C and C++ can indeed be low level. But in C++, through the STL and the abstraction mechanisms provided by the language, it need not be.

I *wish* I had STL support in writing for mobile devices. Sadly, it's not to be. I actually wrote my own abstract "container" class with iterator functionality because BREW has nothing like that. It's like stepping back in time ten years...

[Kupek]

I *wish* I had STL support in writing for mobile devices. Sadly, it's not to be. I actually wrote my own abstract "container" class with iterator functionality because BREW has nothing like that. It's like stepping back in time ten years...

Huh. I take it BREW is a development framework for embedded devices? What at the reasons for not being able to us the STL?

[Nev]

A couple things: 1. Code size easily starts to get prohibitive when linking in external libraries - even the C/C++ standard library implementations add too much - since even the biggest games are still trying to be kept below, say, 400K. 2. They aren't Intel/IBM processors (I think, I'm not really too great on the hardware end) - they're ARM-compatible - so any low-level routines that are dependent on a specific processor I think won't work and have to be rewritten.

The BREW framework overrides most of the commonly used standard library routines (malloc, free, and the string stuff), but I think there may even be some stdlib calls that aren't supported, and as for more advanced stuff like the STL, forget about it. The ARM compiler has pretty good basic syntax support, though. I think the only widely supported C/C++ feature it doesn't do right now is namespaces.

[Kupek]

A couple things: 1. Code size easily starts to get prohibitive when linking in external libraries - even the C/C++ standard library implementations add too much - since even the biggest games are still trying to be kept below, say, 400K.

Hmm. I'm not sure if that makes sense. If you need a list, then you need a list. So either you can use a standard one, or you'll have to roll your own. Either way, that list is going to take up space in the binary, it's unavoidable. But a standard data structure is probably going to be faster, smaller, and more likely correct than anything you implement yourself. (STL data structures - when used correctly - consistently outperform anything I write.)
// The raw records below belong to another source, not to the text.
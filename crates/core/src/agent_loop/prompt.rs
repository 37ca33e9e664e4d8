//! Prompt construction.
//!
//! Prompts are deliberately plain: the task, what the agent knows, and the
//! exact response shape the parser expects.

use crate::agent_loop::todo::{Todo, TodoStatus};
use crate::agent_loop::LoopInvocation;
use crate::agents::Persona;
use crate::validation::GateReport;
use std::fmt::Write;

fn header(invocation: &LoopInvocation) -> String {
    let persona = Persona::from_tag(&invocation.agent.persona);
    let mut text = format!("You are {}, acting as {}.\n", agent_name(invocation), persona.name());
    let _ = writeln!(text, "{}", persona.focus());
    if !invocation.agent.skills.is_empty() {
        let _ = writeln!(text, "Skills: {}", invocation.agent.skills.join(", "));
    }
    text.push('\n');
    text
}

fn agent_name(invocation: &LoopInvocation) -> &str {
    if invocation.agent.name.is_empty() {
        &invocation.agent.id
    } else {
        &invocation.agent.name
    }
}

fn task_section(invocation: &LoopInvocation, text: &mut String) {
    let _ = writeln!(text, "## Task\n{}\n", invocation.instruction.trim());
    if !invocation.context.trim().is_empty() {
        let _ = writeln!(text, "## Context\n{}\n", invocation.context.trim());
    }
    if !invocation.expected_output.trim().is_empty() {
        let _ = writeln!(
            text,
            "## Expected output\n{}\n",
            invocation.expected_output.trim()
        );
    }
}

pub fn answer(invocation: &LoopInvocation, workspace: &str) -> String {
    let mut text = header(invocation);
    task_section(invocation, &mut text);
    if !workspace.is_empty() {
        let _ = writeln!(text, "## Workspace\n{workspace}");
    }
    text.push_str("Answer the question directly and concisely. Do not propose file changes.\n");
    text
}

pub fn plan(invocation: &LoopInvocation, workspace: &str) -> String {
    let mut text = header(invocation);
    task_section(invocation, &mut text);
    if !workspace.is_empty() {
        let _ = writeln!(text, "## Workspace\n{workspace}");
    }
    if !invocation.feedback.is_empty() {
        text.push_str("## Feedback from previous attempts\n");
        for (index, feedback) in invocation.feedback.iter().enumerate() {
            let _ = writeln!(text, "{}. {}", index + 1, feedback.trim());
        }
        text.push('\n');
    }
    text.push_str(
        "Respond with a JSON array of todos and nothing else. Each todo has a \
         \"description\" and an \"action\", one of:\n\
         - {\"action\":\"read_file\",\"path\":...}\n\
         - {\"action\":\"write_file\",\"path\":...,\"content\":...} (omit content to have it generated)\n\
         - {\"action\":\"edit_file\",\"path\":...,\"instructions\":...}\n\
         - {\"action\":\"run_shell\",\"command\":...}\n\
         - {\"action\":\"search_files\",\"pattern\":...}\n\
         - {\"action\":\"fetch_url\",\"url\":...}\n",
    );
    text
}

pub fn generate(invocation: &LoopInvocation, todo: &Todo, current: Option<&str>) -> String {
    let mut text = header(invocation);
    task_section(invocation, &mut text);
    let _ = writeln!(text, "## Current todo\n{}", todo.description.trim());
    if let crate::tools::ToolAction::EditFile { instructions, .. } = &todo.action {
        if !instructions.trim().is_empty() {
            let _ = writeln!(text, "Instructions: {}", instructions.trim());
        }
    }
    let _ = writeln!(text, "File: {}\n", todo.action.target());
    if let Some(current) = current {
        let _ = writeln!(text, "## Current content\n```\n{current}\n```\n");
    }
    text.push_str("Respond with the complete new content of the file and nothing else.\n");
    text
}

pub fn evaluate(invocation: &LoopInvocation, todos: &[Todo], gate: Option<&GateReport>) -> String {
    let mut text = header(invocation);
    task_section(invocation, &mut text);

    text.push_str("## Work performed\n");
    for todo in todos {
        let status = match todo.status {
            TodoStatus::Completed => "done",
            TodoStatus::Failed => "FAILED",
            TodoStatus::Pending | TodoStatus::Running => "not run",
        };
        let _ = write!(text, "- [{status}] {}", todo.description.trim());
        if let Some(error) = &todo.error {
            let _ = write!(text, " ({})", error.trim());
        }
        text.push('\n');
    }
    if let Some(gate) = gate {
        let _ = writeln!(text, "\n## Validation\n{}", gate.summary());
    }

    text.push_str(
        "\nDecide whether the work meets the expected output. Respond with JSON only: \
         {\"status\":\"accept\"|\"reject\",\"feedback\":\"...\"}\n",
    );
    text
}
2. They aren't Intel/IBM processors (I think, I'm not really too great on the hardware end) - they're ARM-compatible - so any low-level routines that are dependent on a specific processor I think won't work and have to be rewritten.
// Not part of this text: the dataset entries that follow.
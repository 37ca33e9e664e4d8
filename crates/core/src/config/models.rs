//! Configuration models that aggregate all settings.
//!
//! This module provides the unified `AppConfig` structure that combines the
//! engine settings and the process definitions found under `.ledit/`.

use ledit_protocol::{EngineConfig, ProcessDefinition};
use std::path::PathBuf;

/// Name of the project-local configuration directory.
pub const CONFIG_DIR: &str = ".ledit";

/// Unified application configuration loaded from the `.ledit/` directory.
///
/// # Example
///
/// ```rust,no_run
/// use ledit_core::config::loader::load_config;
/// use std::path::Path;
///
/// # async fn example() -> Result<(), Box<dyn std::error::Error>> {
/// let config = load_config(Path::new(".")).await?;
/// println!("Loaded {} processes", config.processes.len());
/// # Ok(())
/// # }
/// ```
#[derive(Debug, Clone, Default)]
pub struct AppConfig {
    /// Engine settings from `config.toml`.
    pub engine: EngineConfig,

    /// Process definitions from `processes/*.{json,yaml,yml}`, sorted by name.
    pub processes: Vec<NamedProcess>,
}

impl AppConfig {
    /// Find a process by its file stem.
    pub fn process(&self, name: &str) -> Option<&NamedProcess> {
        self.processes.iter().find(|process| process.name == name)
    }
}

/// A process definition and the file it came from.
#[derive(Debug, Clone)]
pub struct NamedProcess {
    /// File name without extension.
    pub name: String,
    pub path: PathBuf,
    pub definition: ProcessDefinition,
}
//! Parsing of evaluator responses.

use serde::Deserialize;

/// The evaluator's judgement of an attempt.
#[derive(Debug, Clone, PartialEq, Eq)]
pub enum Assessment {
    Accept(String),
    Reject(String),
}

#[derive(Deserialize)]
struct RawAssessment {
    status: String,
    #[serde(default)]
    feedback: String,
}

const ACCEPTING: &[&str] = &[
    "accept",
    "accepted",
    "approve",
    "approved",
    "pass",
    "passed",
    "complete",
    "completed",
];

/// Parse `{"status": ..., "feedback": ...}` out of an evaluator response.
///
/// Anything that cannot be read as an accepting status is a rejection, so an
/// unparseable answer never lets an attempt through.
pub fn parse_assessment(text: &str) -> Assessment {
    let trimmed = text.trim();
    let body = crate::agent_loop::todo::fenced_block(trimmed).unwrap_or(trimmed);
    let object = match (body.find('{'), body.rfind('}')) {
        (Some(start), Some(end)) if start < end => &body[start..=end],
        _ => body,
    };

    match serde_json::from_str::<RawAssessment>(object) {
        Ok(raw) => {
            let status = raw.status.trim().to_lowercase();
            if ACCEPTING.contains(&status.as_str()) {
                Assessment::Accept(raw.feedback)
            } else if raw.feedback.trim().is_empty() {
                Assessment::Reject(format!("evaluator returned status '{status}'"))
            } else {
                Assessment::Reject(raw.feedback)
            }
        }
        Err(_) if trimmed.is_empty() => {
            Assessment::Reject("evaluator returned nothing".to_string())
        }
        Err(_) => Assessment::Reject(format!("evaluator response could not be parsed: {trimmed}")),
    }
}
The STL is written entirely in C++, so portability isn't an issue. I'm not sure about the C standard libraries, but I think they're entirely in C. Regardless, gcc is supported on ARM, so ARM compatible libraries exist, but they might not be compatible with BREW. (I'm still unsure exactly what BREW is, I'm mostly assuming here from things you've said.)

The BREW framework overrides most of the commonly used standard library routines (malloc, free, and the string stuff), but I think there may even be some stdlib calls that aren't supported, and as for more advanced stuff like the STL, forget about it. The ARM compiler has pretty good basic syntax support, though. I think the only widely supported C/C++ feature it doesn't do right now is namespaces.
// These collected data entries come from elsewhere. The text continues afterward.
//! Terminal rendering of events, run states and agent outcomes.

use colored::{ColoredString, Colorize};
use ledit_core::agent_loop::todo::TodoStatus;
use ledit_core::agent_loop::{LoopOutcome, Verdict};
use ledit_protocol::{BudgetStatus, Event, ProcessDefinition, ProcessStatus, RunState, StepStatus};
use tokio::sync::mpsc;
use tokio::task::JoinHandle;

/// Print events until every sender is dropped.
pub fn spawn_event_printer(mut rx: mpsc::Receiver<Event>) -> JoinHandle<()> {
    tokio::spawn(async move {
        while let Some(event) = rx.recv().await {
            if let Some(line) = format_event(&event) {
                println!("{line}");
            }
        }
    })
}

fn format_event(event: &Event) -> Option<String> {
    match event {
        Event::ProcessStarted {
            goal, step_count, ..
        } => Some(format!(
            "{} {goal} ({step_count} step(s))",
            "▶ process".bold()
        )),
        Event::StepStatusUpdate {
            step_id,
            status,
            attempt,
            ..
        } => match status {
            StepStatus::Running => Some(format!(
                "  {} {step_id} (attempt {attempt})",
                step_status(*status)
            )),
            StepStatus::Pending => None,
            _ => Some(format!("  {} {step_id}", step_status(*status))),
        },
        Event::StepLog {
            step_id, content, ..
        } => Some(format!("    {} {content}", format!("[{step_id}]").dimmed())),
        Event::BudgetAlert {
            agent_id,
            status,
            tokens_used,
            cost_used,
            ..
        } => {
            let label = match status {
                BudgetStatus::Exceeded => "budget exceeded".red().bold(),
                _ => "budget warning".yellow(),
            };
            Some(format!(
                "  {label} for {agent_id}: {tokens_used} tokens, ${cost_used:.4}"
            ))
        }
        Event::ProcessCompleted { .. } => {
            Some(format!("{}", "✔ process completed".green().bold()))
        }
        Event::ProcessFailed { error, .. } => {
            Some(format!("{} {error}", "✘ process failed:".red().bold()))
        }
        Event::ProcessCancelled { .. } => {
            Some(format!("{}", "■ process cancelled".yellow().bold()))
        }
    }
}

pub fn step_status(status: StepStatus) -> ColoredString {
    let label = format!("{:<9}", status.as_str());
    match status {
        StepStatus::Pending => label.dimmed(),
        StepStatus::Running => label.cyan(),
        StepStatus::Completed => label.green(),
        StepStatus::Failed => label.red(),
        StepStatus::Skipped => label.yellow(),
    }
}

fn process_status(status: ProcessStatus) -> ColoredString {
    match status {
        ProcessStatus::Completed => status.as_str().green().bold(),
        ProcessStatus::Failed => status.as_str().red().bold(),
        ProcessStatus::Cancelled => status.as_str().yellow().bold(),
        _ => status.as_str().cyan(),
    }
}

/// What is about to run, shown before asking for confirmation.
pub fn print_plan(process: &ProcessDefinition) {
    println!("{} {}", "Goal:".bold(), process.goal);
    if !process.base_model.is_empty() {
        println!("{} {}", "Model:".bold(), process.base_model);
    }
    println!("{}", "Agents:".bold());
    for agent in &process.agents {
        let model = agent.model.as_deref().unwrap_or(&process.base_model);
        println!("  - {} ({}) {}", agent.id, agent.persona, model.dimmed());
    }
    println!("{}", "Steps:".bold());
    for step in &process.steps {
        let after = if step.depends_on.is_empty() {
            String::new()
        } else {
            format!(" after {}", step.depends_on.join(", "))
        };
        println!("  - {} [{}]{}", step.id, step.agent_id, after.dimmed());
    }
    let mode = if process.settings.parallel_execution {
        "parallel"
    } else {
        "sequential"
    };
    println!("{} {mode}", "Mode:".bold());
}

pub fn print_state(state: &RunState) {
    println!("{} {}", "Goal:".bold(), state.goal);
    println!("{} {}", "Process:".bold(), state.process_id);
    println!("{} {}", "Status:".bold(), process_status(state.status));
    println!(
        "{} {}/{} completed, {} failed, {} skipped",
        "Steps:".bold(),
        state.count(StepStatus::Completed),
        state.steps.len(),
        state.count(StepStatus::Failed),
        state.count(StepStatus::Skipped)
    );
    for record in &state.steps {
        println!(
            "  {} {} [{}] attempts: {}",
            step_status(record.status),
            record.step_id,
            record.agent_id,
            record.attempts
        );
        if let Some(error) = &record.error {
            println!("      {}", error.red());
        } else if let Some(summary) = &record.summary {
            println!("      {}", first_line(summary).dimmed());
        }
    }
    if !state.agents.is_empty() {
        println!("{}", "Usage:".bold());
        for (agent_id, usage) in &state.agents {
            println!(
                "  {agent_id}: {} tokens, ${:.4}",
                usage.tokens_used, usage.cost_used
            );
        }
    }
    if let Some(error) = &state.error {
        println!("{} {}", "Error:".bold(), error.red());
    }
}

pub fn print_agent_outcome(outcome: &LoopOutcome, attempts: u32) {
    if let Some(answer) = &outcome.answer {
        println!("{answer}");
    }
    for todo in &outcome.todos {
        let mark = match todo.status {
            TodoStatus::Completed => "✔".green(),
            TodoStatus::Failed => "✘".red(),
            _ => "·".dimmed(),
        };
        println!("  {mark} {}", todo.description);
    }
    if let Some(gate) = &outcome.gate {
        let verdict = if gate.passed {
            "passed".green()
        } else {
            "failed".red()
        };
        println!("{} {verdict}", "Validation:".bold());
    }
    match &outcome.verdict {
        Verdict::Accept { summary } => {
            if outcome.answer.is_none() {
                println!("{} {}", "✔".green().bold(), first_line(summary));
            }
        }
        Verdict::Reject { cause, .. } | Verdict::Fatal(cause) => {
            println!("{} {cause}", "✘".red().bold());
        }
    }
    println!(
        "{}",
        format!(
            "{attempts} attempt(s), {} LLM call(s), {} tokens, ${:.4}",
            outcome.llm_calls, outcome.tokens, outcome.cost
        )
        .dimmed()
    );
}

fn first_line(text: &str) -> &str {
    text.lines().next().unwrap_or_default()
}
That's probably the reason right there. If the compiler can't handle namespaces, then you can't use the STL. (Unless, of course, you manually went in and removed all of the <TT>namespace std</TT> lines, which would be a pain in the ass.) If the BREW framework uses its own compiler, it might not (yet) be able to handle techniques used in most STL implementations.

[Ishamael]

FYI, BREW is a framework for developing mobile phone software. There's a bunch out there including WindowMobile from MS, some of the J2ME stuff Sun, etc.

On Mental's code size comment. Mobile phone used to be really bad about this (I worked for a company that developed software for mobile phones for a while). Phone carriers/manufacturers have tight control over virtually every byte of space on the device. It used to be that some manufacturers/carriers were not willing allocate the space needed for something like the STL to be stored, so you had to roll your own abstract data types every time. (Realistically of course, I'd imagine most developers took an existing one and tweaked it so that it worked within the constraints provided, rather than roll from scratch.) Also, with the limited memory, you had to be very careful about implementations as they could be making assumptions that are reasonable for a desktop, but are out of the question for an embedded device. It's pretty amazing how much the world changes at that level. However, it's getting better every year and many of the newer mobile phones are extremely powerful, thus allowing some of the constraints to be loosened.

I'm only familiar with BREW at an ARM's length distance. I see them listed in many a powerpoint, and I've heard them mentioned in many a company meeting, but I don't know much about what they offer on a technical level. I'd imagine that a lot of the details of mobile development are hidden by the BREW abstraction.

[Kupek]

On Mental's code size comment. Mobile phone used to be really bad about this (I worked for a company that developed software for mobile phones for a while). Phone carriers/manufacturers have tight control over virtually every byte of space on the device. It used to be that some manufacturers/carriers were not willing allocate the space needed for something like the STL to be stored, so you had to roll your own abstract data types every time. (Realistically of course, I'd imagine most developers took an existing one and tweaked it so that it worked within the constraints provided, rather than roll from scratch.)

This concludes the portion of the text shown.